Description of the task → Starting with the first line and ending with the one that holds "Default config file", retype the entries exactly.

The data →

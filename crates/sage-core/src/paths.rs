//! Filesystem locations used by Sage

use std::path::PathBuf;

use crate::constants;

/// Root configuration directory (`~/.sage`)
///
/// Falls back to the current directory when no home directory is known.
pub fn config_dir() -> PathBuf {
    dirs::home_dir()
        .unwrap_or_else(|| PathBuf::from("."))
        .join(constants::paths::CONFIG_DIR_NAME)
}

/// Default config file path (`~/.sage/config.toml`)
pub fn config_file() -> PathBuf {
    config_dir().join(constants::paths::CONFIG_FILE_NAME)
}

/// Log directory (`~/.sage/logs`)
pub fn logs_dir() -> PathBuf {
    config_dir().join(constants::paths::LOGS_DIR_NAME)
}
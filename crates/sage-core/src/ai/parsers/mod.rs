//! SSE parser implementations for completion providers

mod openai;

pub use openai::OpenAIParser;
//! AI provider layer
//!
//! Handles communication with OpenAI-compatible chat completion endpoints
//! (Groq by default), in whole-response and streaming modes.

pub mod backend;
pub mod client;
pub mod parsers;
pub mod retry;
pub mod sse;
pub mod streaming;
pub mod types;

pub use backend::CompletionBackend;
pub use client::{AiClient, AiClientConfig};
pub use streaming::{FinishReason, StreamPart};
pub use types::{ApiKey, ChatMessage, CompletionRequest, Role};
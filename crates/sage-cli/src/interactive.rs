//! Line-oriented interactive session
//!
//! Keeps its own generation log for `/history`.

use std::io::Write;

use anyhow::Result;
use crossterm::style::Stylize;
use sage_core::{constants, GenerationLog};
use tokio::io::{AsyncBufReadExt, BufReader};
use tracing::info;

use crate::commands::{self, AppContext};
use crate::render;

/// One line of user input
#[derive(Debug, Clone, PartialEq, Eq)]
pub enum Input {
    Empty,
    Question(String),
    History,
    /// `/persona` with an optional key or index
    Persona(Option<String>),
    Compare,
    Examples,
    Help,
    Quit,
    Unknown(String),
}

pub fn parse_input(line: &str) -> Input {
    let line = line.trim();
    if line.is_empty() {
        return Input::Empty;
    }
    let Some(command) = line.strip_prefix('/') else {
        return Input::Question(line.to_string());
    };

    let (name, arg) = match command.split_once(char::is_whitespace) {
        Some((name, arg)) => (name, Some(arg.trim().to_string())),
        None => (command, None),
    };
    match name {
        "history" => Input::History,
        "persona" => Input::Persona(arg.filter(|a| !a.is_empty())),
        "compare" => Input::Compare,
        "examples" => Input::Examples,
        "help" | "?" => Input::Help,
        "quit" | "exit" | "q" => Input::Quit,
        other => Input::Unknown(other.to_string()),
    }
}

const HELP: &str = "\
Commands:
  /persona [KEY|N]  Show personas or switch to one
  /compare          Toggle comparison mode (all personas)
  /history          Show recent questions
  /examples         Show example questions
  /quit             Exit
Anything else is asked as a question.";

struct Session {
    persona: String,
    compare: bool,
    log: GenerationLog,
}

impl Session {
    fn prompt(&self) -> String {
        if self.compare {
            "比較模式 ❯ ".to_string()
        } else {
            format!("{} ❯ ", self.persona)
        }
    }
}

/// Run the loop until `/quit` or end of input
pub async fn run(ctx: &AppContext, persona: String) -> Result<()> {
    let mut session = Session {
        persona,
        compare: false,
        log: GenerationLog::new(),
    };
    let mut lines = BufReader::new(tokio::io::stdin()).lines();

    println!("{}", "🏛️ 古代思想家 AI 思考生成器".bold());
    println!("{}", HELP.dark_grey());

    loop {
        println!();
        print!("{}", session.prompt().bold());
        std::io::stdout().flush()?;

        let Some(line) = lines.next_line().await? else {
            println!();
            break;
        };

        match parse_input(&line) {
            Input::Empty => {}
            Input::Quit => break,
            Input::Help => println!("{}", HELP),
            Input::Examples => commands::examples(ctx.registry())?,
            Input::History => println!(
                "{}",
                render::history_listing(&session.log, constants::pipeline::RECENT_HISTORY)
            ),
            Input::Compare => {
                session.compare = !session.compare;
                println!(
                    "比較模式：{}",
                    if session.compare { "開啟" } else { "關閉" }
                );
            }
            Input::Persona(None) => commands::personas(ctx.registry())?,
            Input::Persona(Some(selector)) => {
                let key = commands::resolve_persona(ctx.registry(), Some(&selector));
                match ctx.registry().lookup(&key) {
                    Ok(persona) => {
                        println!("已切換為 {}", persona.label());
                        session.persona = key;
                        session.compare = false;
                    }
                    Err(err) => eprintln!("{}", render::describe_error(&err)),
                }
            }
            Input::Unknown(name) => eprintln!("Unknown command: /{} (try /help)", name),
            Input::Question(question) => {
                let entry = if session.compare {
                    commands::compare(ctx, &question).await
                } else {
                    commands::ask(ctx, &question, &session.persona).await
                };
                if let Some(entry) = entry {
                    session.log.push(entry);
                }
            }
        }
    }

    info!("Interactive session ended after {} entries", session.log.len());
    Ok(())
}
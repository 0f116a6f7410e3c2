//! Request and credential types shared by every completion path

use std::fmt;

use serde::{Deserialize, Serialize};

/// Role of a chat message
#[derive(Debug, Clone, Copy, PartialEq, Eq, Serialize, Deserialize)]
#[serde(rename_all = "lowercase")]
pub enum Role {
    System,
    User,
}

/// One role-tagged chat message
#[derive(Debug, Clone, PartialEq, Serialize, Deserialize)]
pub struct ChatMessage {
    pub role: Role,
    pub content: String,
}

/// A single chat completion: exactly one system message and one user message
/// plus the fixed decoding parameters.
#[derive(Debug, Clone, PartialEq)]
pub struct CompletionRequest {
    pub model: String,
    pub system: String,
    pub user: String,
    pub max_tokens: usize,
    pub temperature: f32,
}

impl CompletionRequest {
    /// The two messages in wire order
    pub fn messages(&self) -> [ChatMessage; 2] {
        [
            ChatMessage {
                role: Role::System,
                content: self.system.clone(),
            },
            ChatMessage {
                role: Role::User,
                content: self.user.clone(),
            },
        ]
    }

    /// OpenAI chat/completions request body
    pub fn to_body(&self, stream: bool) -> serde_json::Value {
        serde_json::json!({
            "model": self.model,
            "messages": self.messages(),
            "max_tokens": self.max_tokens,
            "temperature": self.temperature,
            "stream": stream,
        })
    }
}

/// Opaque API key, passed per call. Never printed.
#[derive(Clone, PartialEq, Eq)]
pub struct ApiKey(String);

impl ApiKey {
    pub fn new(key: impl Into<String>) -> Self {
        Self(key.into())
    }

    /// Read the key from an environment variable, ignoring blank values
    pub fn from_env(var: &str) -> Option<Self> {
        std::env::var(var)
            .ok()
            .filter(|k| !k.trim().is_empty())
            .map(Self)
    }

    pub fn expose(&self) -> &str {
        &self.0
    }

    pub fn is_empty(&self) -> bool {
        self.0.trim().is_empty()
    }
}

impl fmt::Debug for ApiKey {
    fn fmt(&self, f: &mut fmt::Formatter<'_>) -> fmt::Result {
        f.write_str("ApiKey(****)")
    }
}
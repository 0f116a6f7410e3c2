//! OpenAI chat/completions SSE parser for streaming responses
//!
//! Groq and most hosted open-model endpoints speak this format.

use serde_json::Value;

use crate::ai::sse::{parse_finish_reason, SseEvent, SseParser};

/// OpenAI-compatible chat completion chunk parser
///
/// Parses the streaming chunk format:
/// ```json
/// {"choices": [{"index": 0, "delta": {"content": "..."}, "finish_reason": null}]}
/// ```
#[derive(Debug, Default)]
pub struct OpenAIParser;

impl OpenAIParser {
    pub fn new() -> Self {
        Self
    }
}

impl SseParser for OpenAIParser {
    fn parse_event(&self, json: &Value) -> Vec<SseEvent> {
        // Errors can arrive in-band after the stream has started
        if let Some(error) = json.get("error") {
            let detail = error
                .get("message")
                .and_then(|m| m.as_str())
                .map(str::to_string)
                .unwrap_or_else(|| error.to_string());
            return vec![SseEvent::Error(detail)];
        }

        let Some(choice) = json
            .get("choices")
            .and_then(|c| c.as_array())
            .and_then(|arr| arr.first())
        else {
            return Vec::new();
        };

        let mut events = Vec::new();

        if let Some(text) = choice
            .get("delta")
            .and_then(|d| d.get("content"))
            .and_then(|t| t.as_str())
            .filter(|t| !t.is_empty())
        {
            events.push(SseEvent::TextDelta(text.to_string()));
        }

        // Some providers put the last fragment and the finish reason in one chunk
        if let Some(reason) = choice.get("finish_reason").and_then(|f| f.as_str()) {
            events.push(SseEvent::Finish {
                reason: parse_finish_reason(reason),
            });
        }

        events
    }
}
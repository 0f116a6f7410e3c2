//! Stage prompt composition
//!
//! Pure functions. The persona's instruction text travels separately as the
//! system message; these build the user message for each stage.

use crate::persona::Persona;

/// User prompt for stage 1: the question plus the persona's core concepts
pub fn build_stage1_prompt(question: &str, persona: &Persona) -> String {
    format!(
        "使用者的問題是：「{question}」\n\n\
         請以這位思想家的核心觀念進行深度思考：\n{concepts}\n\n\
         產生 4-6 條推理步驟，每條標明 Step 編號。",
        question = question,
        concepts = persona.core_concepts,
    )
}

/// User prompt for stage 2: the question plus the complete reasoning chain
///
/// The chain is embedded verbatim.
pub fn build_stage2_prompt(question: &str, reasoning_chain: &str, _persona: &Persona) -> String {
    format!(
        "使用者的原始問題：「{question}」\n\n\
         以下是 Stage1 產生的推理鏈：\n{reasoning_chain}\n\n\
         請根據上述每一條推理步驟，提供對應的具體建議，最後給出總結。",
    )
}
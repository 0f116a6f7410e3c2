//! Decorative quote selection
//!
//! Randomness is injected so callers (and tests) control the source.

use rand::seq::SliceRandom;
use rand::Rng;

use super::{Persona, Quote};

/// Pick one of the persona's quotes uniformly at random.
///
/// Returns `None` when the persona has no quotes.
pub fn pick_quote<'a, R: Rng + ?Sized>(persona: &'a Persona, rng: &mut R) -> Option<&'a Quote> {
    persona.quotes.choose(rng)
}

#[cfg(test)]
mod tests {
    use super::*;
    use rand::rngs::StdRng;
    use rand::SeedableRng;
    use std::collections::HashSet;

    fn persona_with_quotes(quotes: &[&str]) -> Persona {
        Persona {
            key: "孔子式（儒家）".to_string(),
            icon: String::new(),
            color: String::new(),
            bg_color: String::new(),
            short_desc: String::new(),
            core_concepts: String::new(),
            stage1_system: "s1".to_string(),
            stage2_system: "s2".to_string(),
            quotes: quotes.iter().map(|q| Quote::new(*q)).collect(),
        }
    }

    #[test]
    fn test_no_quotes() {
        let persona = persona_with_quotes(&[]);
        let mut rng = StdRng::seed_from_u64(7);
        assert!(pick_quote(&persona, &mut rng).is_none());
    }

    #[test]
    fn test_same_seed_same_quote() {
        let persona = persona_with_quotes(&["己所不欲，勿施於人。", "德不孤，必有鄰。", "三人行，必有我師焉。"]);
        let first = pick_quote(&persona, &mut StdRng::seed_from_u64(42)).cloned();
        let second = pick_quote(&persona, &mut StdRng::seed_from_u64(42)).cloned();
        assert_eq!(first, second);
    }

    #[test]
    fn test_every_quote_reachable() {
        let persona = persona_with_quotes(&["a", "b", "c"]);
        let mut rng = StdRng::seed_from_u64(1);
        let seen: HashSet<String> = (0..200)
            .filter_map(|_| pick_quote(&persona, &mut rng))
            .map(|q| q.text().to_string())
            .collect();
        assert_eq!(seen.len(), 3);
    }
}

Written response →
filename crates/sage-core/src/paths.rs
//! Filesystem locations used by Sage

use std::path::PathBuf;

use crate::constants;

/// Root configuration directory (`~/.sage`)
///
/// Falls back to the current directory when no home directory is known.
pub fn config_dir() -> PathBuf {
    dirs::home_dir()
        .unwrap_or_else(|| PathBuf::from("."))
        .join(constants::paths::CONFIG_DIR_NAME)
}

/// Default config file path (`~/.sage/config.toml`)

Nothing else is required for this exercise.